Figure 3: CEIR Total Index Excluding Cancellations, % Change from 2019

Among four metrics, Exhibitors suffered the largest fall of 23.6%, followed by Attendees with a decline of 23.2%. Real Revenues tumbled 18.0%. Net Square Feet (NSF) in Q3 was the metric that contracted the least at 14.4% from Q2 2019.

Figure 4: Q3 2022 CEIR Metrics for the Overall Exhibition Industry Excluding Cancellations, % Change from Q3 2019

Insights on a Recession

There are widespread views on whether the economy is in a recession or heading into one. The outlook has implications for the exhibition industry. In CEIR’s view, a rebound in Q3 GDP and robust payroll employment gains throughout the year, including increases in October and November of 284,000 and 263,000 jobs respectively, dispel the notion that the U.S. economy has experienced a recession up to this point in 2022.

However, persistent elevated inflation has injected headwinds into the economy, prompting the Federal Reserve to take on aggressive interest rate hikes. At their August 26th meeting, Federal Reserve Chair Powell noted the Federal Reserve remained committed to restoring price stability and bringing inflation in check. At the November 3rd meeting, Chairman Powell reaffirmed the Federal Reserve’s restrictive monetary policy stance. While the pace of increase in interest rates may slow from the December 2022 meeting onward, the level of interest rates will remain high in 2023 and with it, a cooling of the economy. The probability is about 50-50 that the economy will slide into a recession during 2023.

B2B Exhibitions Recovery

As a result, 2023 will be challenging for the exhibition industry, as the economy slows down further and businesses are more cautious. Nonetheless, “the B2B exhibition cancellation rate should remain extremely low, and the performance of completed events will continue to improve,” said CEIR Economist Dr. Allen Shaw, Chief Economist for Global Economic Consulting Associates, Inc. “A full recovery for the industry is expected in 2024.” Among 14 industry sectors that CEIR monitors, Government and Discretionary Consumer Goods and Services sectors are expected to perform better, whereas IT and Building and Construction sectors will lag behind the overall exhibition industry.

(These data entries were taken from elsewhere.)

//! Platform BLE driver contract: the two roles a node runs
//! simultaneously. Manager drives `BleCentral`; GattServer drives
//! `BlePeripheral`. Both are `async_trait` object-safe traits so the
//! Supervisor can hold `Box<dyn ...>` without knowing which backend
//! (btleplug, bluer, or the in-memory mock) is underneath.

use std::future::Future;
use std::pin::Pin;
use std::time::Duration;

use async_trait::async_trait;

use crate::error::BluetoothError;

/// A boxed, owned future — used for the `write` callback since trait
/// objects can't name `async fn`'s anonymous return type.
pub type BoxFuture<'a, T> = Pin<Box<dyn Future<Output = T> + Send + 'a>>;

/// One BLE advertisement observed during a scan window.
#[derive(Debug, Clone)]
pub struct Advertisement {
    pub address: String,
    pub name: Option<String>,
    pub rssi: i16,
    /// Service UUIDs advertised, lower-cased, used by Discovery's app-device
    /// classification.
    pub service_uuids: Vec<String>,
    /// Service-data keys advertised, lower-cased. A peer that carries
    /// `SERVICE_UUID` as a service-data key rather than in the service-UUID
    /// list still classifies as an app device.
    pub service_data: Vec<String>,
}

/// Central-role driver: scan, connect, discover the service, write, and
/// subscribe to notifications against real hardware via `btleplug`.
#[async_trait]
pub trait BleCentral: Send + Sync {
    /// Start scanning; `on_advertisement` is invoked for each advertisement
    /// seen until `stop_scan` is called. Must return within
    /// `SCANNER_START_TIMEOUT`.
    async fn start_scan(
        &self,
        on_advertisement: Box<dyn Fn(Advertisement) + Send + Sync>,
    ) -> Result<(), BluetoothError>;

    /// Stop scanning. Must return within `SCANNER_STOP_TIMEOUT`.
    async fn stop_scan(&self) -> Result<(), BluetoothError>;

    /// Connect to `address`, discover the service/characteristic, and
    /// subscribe to notifications. `on_notify` delivers each notification's
    /// raw payload. Bounded by `timeout`.
    async fn connect(
        &self,
        address: &str,
        timeout: Duration,
        service_uuid: &str,
        characteristic_uuid: &str,
        on_notify: Box<dyn Fn(Vec<u8>) + Send + Sync>,
        on_disconnect: Box<dyn Fn() + Send + Sync>,
    ) -> Result<PeerLink, BluetoothError>;

    async fn disconnect(&self, link: &PeerLink) -> Result<(), BluetoothError>;
}

/// A connected central-role peer link; opaque to callers beyond knowing
/// whether writes should prefer write-without-response.
pub struct PeerLink {
    pub address: String,
    pub supports_write_without_response: bool,
    /// `write(bytes, without_response)`; the closure owns whatever handle
    /// the backend needs and returns a future so write errors propagate
    /// instead of being swallowed in a detached task.
    pub write: Box<dyn Fn(Vec<u8>, bool) -> BoxFuture<'static, Result<(), BluetoothError>> + Send + Sync>,
}

/// Peripheral-role driver: host the single GATT characteristic contract of
/// and advertise `SERVICE_UUID`.
#[async_trait]
pub trait BlePeripheral: Send + Sync {
    /// Advertise `service_uuid` and host `characteristic_uuid` with
    /// properties {read, write, write-without-response, notify}.
    /// `on_write` fires for every inbound write, carrying a client handle
    /// opaque to the caller. `on_read` supplies the current read-buffer
    /// value. Idempotent when already running.
    async fn start(
        &self,
        service_uuid: &str,
        characteristic_uuid: &str,
        on_write: Box<dyn Fn(String, Vec<u8>) + Send + Sync>,
    ) -> Result<(), BluetoothError>;

    /// Idempotent when already stopped.
    async fn stop(&self) -> Result<(), BluetoothError>;

    /// Update the characteristic value and notify every subscribed client.
    /// Non-blocking; no per-client retry on disconnect.
    async fn notify(&self, bytes: &[u8]) -> Result<(), BluetoothError>;

    fn is_running(&self) -> bool;
}
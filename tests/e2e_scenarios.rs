//! End-to-end scenarios seeded with literal values, one per named case.
//!
//! Exercises the public `Message`/`FloodRouter`/`ConnectionPool`/
//! `RateLimiter` surface the way the Supervisor composes them, rather than
//! any single module in isolation. The adaptive-scan-escalation scenario is
//! covered inline in `src/ble/discovery.rs` instead, since its scan loop is
//! driven through a private method not reachable from outside the crate.

use std::sync::Arc;
use std::time::Instant;

use beacon::ble::ConnectionPool;
use beacon::config::Config;
use beacon::device::{DeviceInfo, Priority};
use beacon::handler::MessageHandler;
use beacon::rate_limiter::RateLimiter;
use beacon::router::FloodRouter;
use beacon::sanitizer::Sanitizer;

fn handler_for(node: &str, config: Arc<Config>) -> MessageHandler {
    let sanitizer = Arc::new(Sanitizer::new());
    let router = Arc::new(FloodRouter::new(node.to_string(), config.message_cache_size, config.message_cache_ttl));
    let rate_limiter = Arc::new(RateLimiter::new(&config));
    MessageHandler::new(config, sanitizer, router, rate_limiter)
}

/// Scenario 1: dedup across two paths.
#[test]
fn dedup_across_two_delivery_paths() {
    let config = Arc::new(Config::default());
    let a = handler_for("A", config.clone());
    let m = a.create("hi", "A", None, None).unwrap();
    let bytes = m.encode();

    let b = handler_for("B", config);
    let peers = vec!["A".to_string(), "C".to_string()];

    // First delivery: via a central notification straight from A.
    let first = b.receive(&bytes, "A", &peers);
    assert!(first.delivered.is_some());

    // Second delivery of the identical datagram, relayed by C this time.
    let second = b.receive(&bytes, "C", &peers);
    assert!(second.delivered.is_none());
    assert!(second.forward_to.is_empty());
}

/// Scenario 2: TTL exhaustion along an A-B-C-D-E chain with ttl=3.
#[test]
fn ttl_exhaustion_along_chain() {
    let mut config = Config::default();
    config.message_ttl = 3;
    let config = Arc::new(config);

    let a = handler_for("A", config.clone());
    let origin = a.create("relay me", "A", None, None).unwrap();
    assert_eq!(origin.ttl, 3);

    let b = handler_for("B", config.clone());
    let at_b = b.receive(&origin.encode(), "A", &["A".to_string(), "C".to_string()]).delivered.unwrap();
    assert_eq!(at_b.ttl, 3); // route() doesn't decrement ttl; prepare_forward does.
    let to_c = b.prepare_forward(&at_b).expect("ttl > 0");

    let c = handler_for("C", config.clone());
    let at_c = c.receive(&to_c, "B", &["B".to_string(), "D".to_string()]).delivered.unwrap();
    let to_d = c.prepare_forward(&at_c).expect("ttl > 0");

    let d = handler_for("D", config.clone());
    let at_d = d.receive(&to_d, "C", &["C".to_string(), "E".to_string()]).delivered.unwrap();
    let to_e = d.prepare_forward(&at_d).expect("ttl > 0");

    let e = handler_for("E", config);
    let outcome = e.receive(&to_e, "D", &["D".to_string(), "F".to_string()]);
    let delivered = outcome.delivered.expect("E processes locally even at ttl=0");
    assert_eq!(delivered.ttl, 0);
    assert!(outcome.forward_to.is_empty());

    // Any further relay attempt finds ttl already exhausted.
    assert!(e.prepare_forward(&delivered).is_none());
}

/// Scenario 3: loop prevention on a triangle graph A-B, B-C, C-A.
#[test]
fn loop_prevention_on_triangle() {
    let config = Arc::new(Config::default());

    let a = handler_for("A", config.clone());
    let origin = a.create("mesh loop check", "A", None, None).unwrap();

    let b = handler_for("B", config.clone());
    let at_b = b.receive(&origin.encode(), "A", &["A".to_string(), "C".to_string()]);
    let delivered_at_b = at_b.delivered.expect("B should process the originated message");
    let forward_bytes = b.prepare_forward(&delivered_at_b).expect("fresh message with ttl > 0 forwards");

    let c = handler_for("C", config.clone());
    let at_c = c.receive(&forward_bytes, "B", &["A".to_string(), "B".to_string()]);
    assert!(at_c.delivered.is_some(), "C sees this message for the first time");

    // C tries to relay to A, but A's own id is already in seen_by (A originated it).
    let delivered_at_c = at_c.delivered.unwrap();
    let relay_to_a = c.prepare_forward(&delivered_at_c).unwrap();
    let a_again = a.receive(&relay_to_a, "C", &["B".to_string(), "C".to_string()]);
    assert!(a_again.delivered.is_none(), "A must drop a message that already carries A in seen_by");
}

/// Scenario 5: pool eviction by priority, literal health scores from the example walkthrough.
#[test]
fn pool_eviction_picks_worst_health_among_same_priority() {
    let mut config = Config::default();
    config.max_concurrent_connections = 4;
    let pool = ConnectionPool::new(Arc::new(config));
    let now = Instant::now();

    let scores = [("P1", 0.9_f32), ("P2", 0.7), ("P3", 0.4), ("P4", 0.8)];
    for (addr, score) in scores {
        let mut device = DeviceInfo::new(addr, "peer", -40, now);
        device.health_score = score;
        pool.add(addr, device, Priority::Normal, now).unwrap();
    }
    assert_eq!(pool.connection_count(), 4);

    let mut incoming = DeviceInfo::new("X", "high-priority-peer", -30, now);
    incoming.health_score = 1.0;
    pool.add("X", incoming, Priority::High, now).unwrap();

    assert!(pool.is_connected("X"));
    assert!(!pool.is_connected("P3"), "the 0.4-health peer should have been evicted");
    assert!(pool.is_connected("P1"));
    assert!(pool.is_connected("P2"));
    assert!(pool.is_connected("P4"));
}

/// Scenario 6: rate limit surfacing with a literal per-connection cap of 10.
#[test]
fn rate_limit_surfaces_on_eleventh_originate() {
    let mut config = Config::default();
    config.rate_limit_per_connection = 10;
    config.rate_limit_per_device = 1000;
    config.rate_limit_global = 1000;
    let config = Arc::new(config);
    let h = handler_for("local-node", config);

    for i in 0..10 {
        h.create(&format!("message {i}"), "local-node", None, Some("conn-1")).expect("within cap");
    }

    let err = h.create("eleventh", "local-node", None, Some("conn-1")).unwrap_err();
    match err {
        beacon::error::BeaconError::RateLimit(e) => {
            assert_eq!(e.limit_type, beacon::error::LimitType::Connection);
            assert!(e.retry_after_secs <= 60);
        }
        other => panic!("expected RateLimit error, got {other:?}"),
    }
    // The rejected attempt must not have been enqueued.
    assert_eq!(h.recent_messages().len(), 10);
}
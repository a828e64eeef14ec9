//! Error taxonomy.
//!
//! Background loops handle I/O errors locally (retry, backoff, or drop)
//! and never propagate them past their own task; these types are for the
//! errors that must surface to a caller or to the front-end as a
//! structured event.

use std::fmt;
use thiserror::Error;

/// Errors from the platform BLE driver (central or peripheral side).
#[derive(Debug, Error)]
pub enum BluetoothError {
    #[error("no Bluetooth adapter available")]
    AdapterUnavailable,
    #[error("scan failed to start or stop: {0}")]
    ScanFailure(String),
    #[error("connect to {address} timed out after {timeout_secs}s")]
    ConnectTimeout { address: String, timeout_secs: u64 },
    #[error("connect to {address} failed: {reason}")]
    ConnectFailure { address: String, reason: String },
    #[error("write to {address} failed: {reason}")]
    WriteFailure { address: String, reason: String },
    #[error("notify failed: {0}")]
    NotifyFailure(String),
}

/// Errors from parsing or validating a `Message`.
#[derive(Debug, Error, Clone, PartialEq, Eq)]
pub enum MessageError {
    #[error("malformed datagram: {0}")]
    ParseError(String),
    #[error("message failed validation: {0}")]
    ValidationError(String),
    #[error("message exceeds MAX_MESSAGE_SIZE ({actual} > {limit} bytes)")]
    SizeError { actual: usize, limit: usize },
}

/// Which sliding-window bucket rejected an originate attempt.
#[derive(Debug, Clone, Copy, PartialEq, Eq)]
pub enum LimitType {
    Connection,
    Device,
    Global,
}

impl fmt::Display for LimitType {
    fn fmt(&self, f: &mut fmt::Formatter<'_>) -> fmt::Result {
        match self {
            LimitType::Connection => write!(f, "connection"),
            LimitType::Device => write!(f, "device"),
            LimitType::Global => write!(f, "global"),
        }
    }
}

/// Returned when an originate attempt exceeds a rate-limit bucket.
#[derive(Debug, Error, Clone, PartialEq, Eq)]
#[error("rate limit exceeded ({limit_type}), retry after {retry_after_secs}s")]
pub struct RateLimitError {
    pub limit_type: LimitType,
    pub retry_after_secs: u64,
}

/// Union of everything that can cross the Handler/Supervisor boundary to the
/// front-end, carrying a `code` + human-readable `message`
#[derive(Debug, Error)]
pub enum BeaconError {
    #[error(transparent)]
    Bluetooth(#[from] BluetoothError),
    #[error(transparent)]
    Message(#[from] MessageError),
    #[error(transparent)]
    RateLimit(#[from] RateLimitError),
}

impl BeaconError {
    /// Machine-readable error code surfaced to the front-end.
    pub fn code(&self) -> &'static str {
        match self {
            BeaconError::Bluetooth(BluetoothError::AdapterUnavailable) => "adapter_unavailable",
            BeaconError::Bluetooth(BluetoothError::ScanFailure(_)) => "scan_failure",
            BeaconError::Bluetooth(BluetoothError::ConnectTimeout { .. }) => "connect_timeout",
            BeaconError::Bluetooth(BluetoothError::ConnectFailure { .. }) => "connect_failure",
            BeaconError::Bluetooth(BluetoothError::WriteFailure { .. }) => "write_failure",
            BeaconError::Bluetooth(BluetoothError::NotifyFailure(_)) => "notify_failure",
            BeaconError::Message(MessageError::ParseError(_)) => "parse_error",
            BeaconError::Message(MessageError::ValidationError(_)) => "validation_error",
            BeaconError::Message(MessageError::SizeError { .. }) => "size_error",
            BeaconError::RateLimit(_) => "rate_limit_exceeded",
        }
    }
}
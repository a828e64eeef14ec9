//! Bluetooth Manager: owns the central role — connection
//! lifecycle, characteristic writes, heartbeat, and stale-connection
//! cleanup.
//!
//! Connect, send, heartbeat, and cleanup all run over the `BleCentral`
//! driver trait, with shared state held behind a single
//! `std::sync::Mutex` critical section.

use std::collections::HashMap;
use std::sync::atomic::{AtomicBool, Ordering};
use std::sync::{Arc, Mutex};
use std::time::Instant;

use log::{info, warn};
use uuid::Uuid;

use crate::ble::driver::{BleCentral, PeerLink};
use crate::config::Config;
use crate::device::{ConnectionState, DeviceInfo};
use crate::error::BluetoothError;

struct Link {
    device: DeviceInfo,
    peer: Option<PeerLink>,
}

struct Inner {
    links: HashMap<String, Link>,
}

pub struct Manager {
    config: Arc<Config>,
    central: Arc<dyn BleCentral>,
    local_address: String,
    inner: Mutex<Inner>,
    running: AtomicBool,
    on_message_received: Mutex<Option<Box<dyn Fn(&str, Vec<u8>) + Send + Sync>>>,
    on_device_connected: Mutex<Option<Box<dyn Fn(&DeviceInfo) + Send + Sync>>>,
    on_device_disconnected: Mutex<Option<Box<dyn Fn(&str) + Send + Sync>>>,
}

impl Manager {
    pub fn new(config: Arc<Config>, central: Arc<dyn BleCentral>) -> Arc<Self> {
        Arc::new(Self {
            config,
            central,
            local_address: derive_local_address(),
            inner: Mutex::new(Inner { links: HashMap::new() }),
            running: AtomicBool::new(true),
            on_message_received: Mutex::new(None),
            on_device_connected: Mutex::new(None),
            on_device_disconnected: Mutex::new(None),
        })
    }

    pub fn set_on_message_received(&self, f: impl Fn(&str, Vec<u8>) + Send + Sync + 'static) {
        *self.on_message_received.lock().expect("manager callback mutex poisoned") = Some(Box::new(f));
    }

    pub fn set_on_device_connected(&self, f: impl Fn(&DeviceInfo) + Send + Sync + 'static) {
        *self.on_device_connected.lock().expect("manager callback mutex poisoned") = Some(Box::new(f));
    }

    pub fn set_on_device_disconnected(&self, f: impl Fn(&str) + Send + Sync + 'static) {
        *self.on_device_disconnected.lock().expect("manager callback mutex poisoned") = Some(Box::new(f));
    }

    pub fn local_address(&self) -> &str {
        &self.local_address
    }

    pub fn is_connected(&self, address: &str) -> bool {
        self.inner
            .lock()
            .expect("manager mutex poisoned")
            .links
            .get(address)
            .map(|l| l.device.state == ConnectionState::Connected)
            .unwrap_or(false)
    }

    pub fn connected_count(&self) -> usize {
        self.inner
            .lock()
            .expect("manager mutex poisoned")
            .links
            .values()
            .filter(|l| l.device.state == ConnectionState::Connected)
            .count()
    }

    pub fn connected_addresses(&self) -> Vec<String> {
        self.inner
            .lock()
            .expect("manager mutex poisoned")
            .links
            .iter()
            .filter(|(_, l)| l.device.state == ConnectionState::Connected)
            .map(|(addr, _)| addr.clone())
            .collect()
    }

    /// `connect(address)` `known_device` is the device record
    /// Discovery already holds, if any; a fresh one is created otherwise.
    pub async fn connect(self: &Arc<Self>, address: &str, known_device: Option<DeviceInfo>) -> Result<bool, BluetoothError> {
        {
            let inner = self.inner.lock().expect("manager mutex poisoned");
            if let Some(link) = inner.links.get(address) {
                if link.device.state == ConnectionState::Connected {
                    return Ok(true);
                }
            }
            let active = inner.links.values().filter(|l| l.device.state == ConnectionState::Connected).count();
            if active >= self.config.max_concurrent_connections {
                return Ok(false);
            }
        }

        let now = Instant::now();
        {
            let mut inner = self.inner.lock().expect("manager mutex poisoned");
            let link = inner.links.entry(address.to_string()).or_insert_with(|| Link {
                device: known_device.clone().unwrap_or_else(|| DeviceInfo::new(address, "", 0, now)),
                peer: None,
            });
            link.device.state = ConnectionState::Connecting;
            link.device.connection_attempts += 1;
        }

        let this = self.clone();
        let notify_addr = address.to_string();
        let on_notify: Box<dyn Fn(Vec<u8>) + Send + Sync> = Box::new(move |bytes| {
            this.handle_notification(&notify_addr, bytes);
        });

        let this_disc = self.clone();
        let disc_addr = address.to_string();
        let on_disconnect: Box<dyn Fn() + Send + Sync> = Box::new(move || {
            this_disc.handle_unexpected_disconnect(&disc_addr);
        });

        let connect_result = self
            .central
            .connect(address, self.config.connection_timeout, &self.config.service_uuid, &self.config.characteristic_uuid, on_notify, on_disconnect)
            .await;

        match connect_result {
            Ok(peer) => {
                let now = Instant::now();
                let connected_device = {
                    let mut inner = self.inner.lock().expect("manager mutex poisoned");
                    let link = inner.links.get_mut(address).expect("entry inserted above");
                    link.device.state = ConnectionState::Connected;
                    link.device.record_heartbeat(now);
                    link.peer = Some(peer);
                    link.device.clone()
                };
                info!("connected to {address}");
                if let Some(cb) = self.on_device_connected.lock().expect("manager callback mutex poisoned").as_ref() {
                    cb(&connected_device);
                }
                Ok(true)
            }
            Err(e) => {
                let penalty = match &e {
                    BluetoothError::ConnectTimeout { .. } => 0.2,
                    _ => 0.3,
                };
                let mut inner = self.inner.lock().expect("manager mutex poisoned");
                if let Some(link) = inner.links.get_mut(address) {
                    link.device.state = ConnectionState::Error;
                    link.device.decay_health(penalty);
                }
                drop(inner);
                warn!("connect to {address} failed: {e}");
                Err(e)
            }
        }
    }

    /// Retry `connect` up to `MAX_RECONNECT_ATTEMPTS` times, sleeping
    /// `RECONNECT_DELAY` between attempts, giving up on the first
    /// non-error refusal (pool genuinely full) rather than retrying it.
    pub async fn connect_with_retry(self: &Arc<Self>, address: &str, known_device: Option<DeviceInfo>) -> Result<bool, BluetoothError> {
        let mut last_err = None;
        for attempt in 1..=self.config.max_reconnect_attempts {
            match self.connect(address, known_device.clone()).await {
                Ok(outcome) => return Ok(outcome),
                Err(e) => {
                    warn!("connect attempt {attempt}/{} to {address} failed: {e}", self.config.max_reconnect_attempts);
                    last_err = Some(e);
                    if attempt < self.config.max_reconnect_attempts {
                        tokio::time::sleep(self.config.reconnect_delay).await;
                    }
                }
            }
        }
        Err(last_err.unwrap_or(BluetoothError::ConnectFailure { address: address.to_string(), reason: "exhausted retries".to_string() }))
    }

    /// `disconnect(address)`, idempotent.
    pub async fn disconnect(&self, address: &str) -> Result<(), BluetoothError> {
        let peer = {
            let mut inner = self.inner.lock().expect("manager mutex poisoned");
            let Some(link) = inner.links.get_mut(address) else {
                return Ok(());
            };
            link.device.state = ConnectionState::Disconnecting;
            link.peer.take()
        };

        if let Some(peer) = &peer {
            let _ = self.central.disconnect(peer).await;
        }

        self.inner.lock().expect("manager mutex poisoned").links.remove(address);
        if let Some(cb) = self.on_device_disconnected.lock().expect("manager callback mutex poisoned").as_ref() {
            cb(address);
        }
        Ok(())
    }

    /// `send(address, bytes)`: prefers write-without-response.
    pub async fn send(&self, address: &str, bytes: Vec<u8>) -> Result<(), BluetoothError> {
        let fut = {
            let inner = self.inner.lock().expect("manager mutex poisoned");
            let link = inner.links.get(address).ok_or_else(|| BluetoothError::WriteFailure {
                address: address.to_string(),
                reason: "not connected".to_string(),
            })?;
            let peer = link.peer.as_ref().ok_or_else(|| BluetoothError::WriteFailure {
                address: address.to_string(),
                reason: "not connected".to_string(),
            })?;
            (peer.write)(bytes, peer.supports_write_without_response)
        };

        let result = fut.await;
        if result.is_err() {
            let mut inner = self.inner.lock().expect("manager mutex poisoned");
            if let Some(link) = inner.links.get_mut(address) {
                link.device.decay_health(0.1);
            }
        }
        result
    }

    /// Spawns the heartbeat and cleanup background loops.
    /// Returns both join handles so the Supervisor can abort them on shutdown.
    pub fn start(self: &Arc<Self>) -> (tokio::task::JoinHandle<()>, tokio::task::JoinHandle<()>) {
        self.running.store(true, Ordering::SeqCst);
        (self.clone().spawn_heartbeat_loop(), self.clone().spawn_cleanup_loop())
    }

    pub fn stop(&self) {
        self.running.store(false, Ordering::SeqCst);
    }

    fn spawn_heartbeat_loop(self: Arc<Self>) -> tokio::task::JoinHandle<()> {
        tokio::spawn(async move {
            while self.running.load(Ordering::SeqCst) {
                tokio::time::sleep(self.config.heartbeat_interval).await;
                if !self.running.load(Ordering::SeqCst) {
                    break;
                }
                self.broadcast_heartbeat().await;
            }
        })
    }

    fn spawn_cleanup_loop(self: Arc<Self>) -> tokio::task::JoinHandle<()> {
        tokio::spawn(async move {
            while self.running.load(Ordering::SeqCst) {
                tokio::time::sleep(std::time::Duration::from_secs(30)).await;
                if !self.running.load(Ordering::SeqCst) {
                    break;
                }
                self.run_cleanup().await;
            }
        })
    }

    async fn broadcast_heartbeat(&self) {
        let targets = self.connected_addresses();
        let payload = heartbeat_payload(&self.local_address);
        for address in targets {
            if let Err(e) = self.send(&address, payload.clone()).await {
                warn!("heartbeat to {address} failed: {e}");
            }
        }
    }

    /// Cleanup loop body, split out so tests can drive one pass
    /// without waiting on the real 30 s interval.
    pub async fn run_cleanup(&self) {
        let now = Instant::now();
        let stale: Vec<String> = {
            let mut inner = self.inner.lock().expect("manager mutex poisoned");
            let mut stale = Vec::new();
            for (address, link) in inner.links.iter_mut() {
                let since_heartbeat = now.saturating_duration_since(link.device.last_heartbeat);
                if since_heartbeat > self.config.heartbeat_timeout {
                    link.device.decay_health(0.3);
                    stale.push(address.clone());
                } else if link.device.health_score < self.config.health_score_critical {
                    stale.push(address.clone());
                }
            }
            stale
        };

        for address in stale {
            if let Err(e) = self.disconnect(&address).await {
                warn!("cleanup disconnect of {address} failed: {e}");
            }
        }
    }

    fn handle_notification(&self, address: &str, bytes: Vec<u8>) {
        {
            let mut inner = self.inner.lock().expect("manager mutex poisoned");
            if let Some(link) = inner.links.get_mut(address) {
                link.device.record_heartbeat(Instant::now());
            }
        }
        if let Some(cb) = self.on_message_received.lock().expect("manager callback mutex poisoned").as_ref() {
            cb(address, bytes);
        }
    }

    fn handle_unexpected_disconnect(&self, address: &str) {
        let existed = {
            let mut inner = self.inner.lock().expect("manager mutex poisoned");
            if let Some(link) = inner.links.get_mut(address) {
                link.device.decay_health(0.2);
            }
            inner.links.remove(address).is_some()
        };
        if existed {
            warn!("unexpected disconnect from {address}");
            if let Some(cb) = self.on_device_disconnected.lock().expect("manager callback mutex poisoned").as_ref() {
                cb(address);
            }
        }
    }
}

“Despite Omicron at the outset of 2022, CEIR research has documented an intent to return to face-to-face engagement at B2B exhibitions, and CEIR Index quarterly results show recovery is happening,” added CEIR CEO Cathy Breden, CMP-F, CAE, CEM. “Each quarter, the Index is showing that more business professionals and exhibitors are coming back to the B2B exhibitions channel to meet their marketing, sales and business information needs.”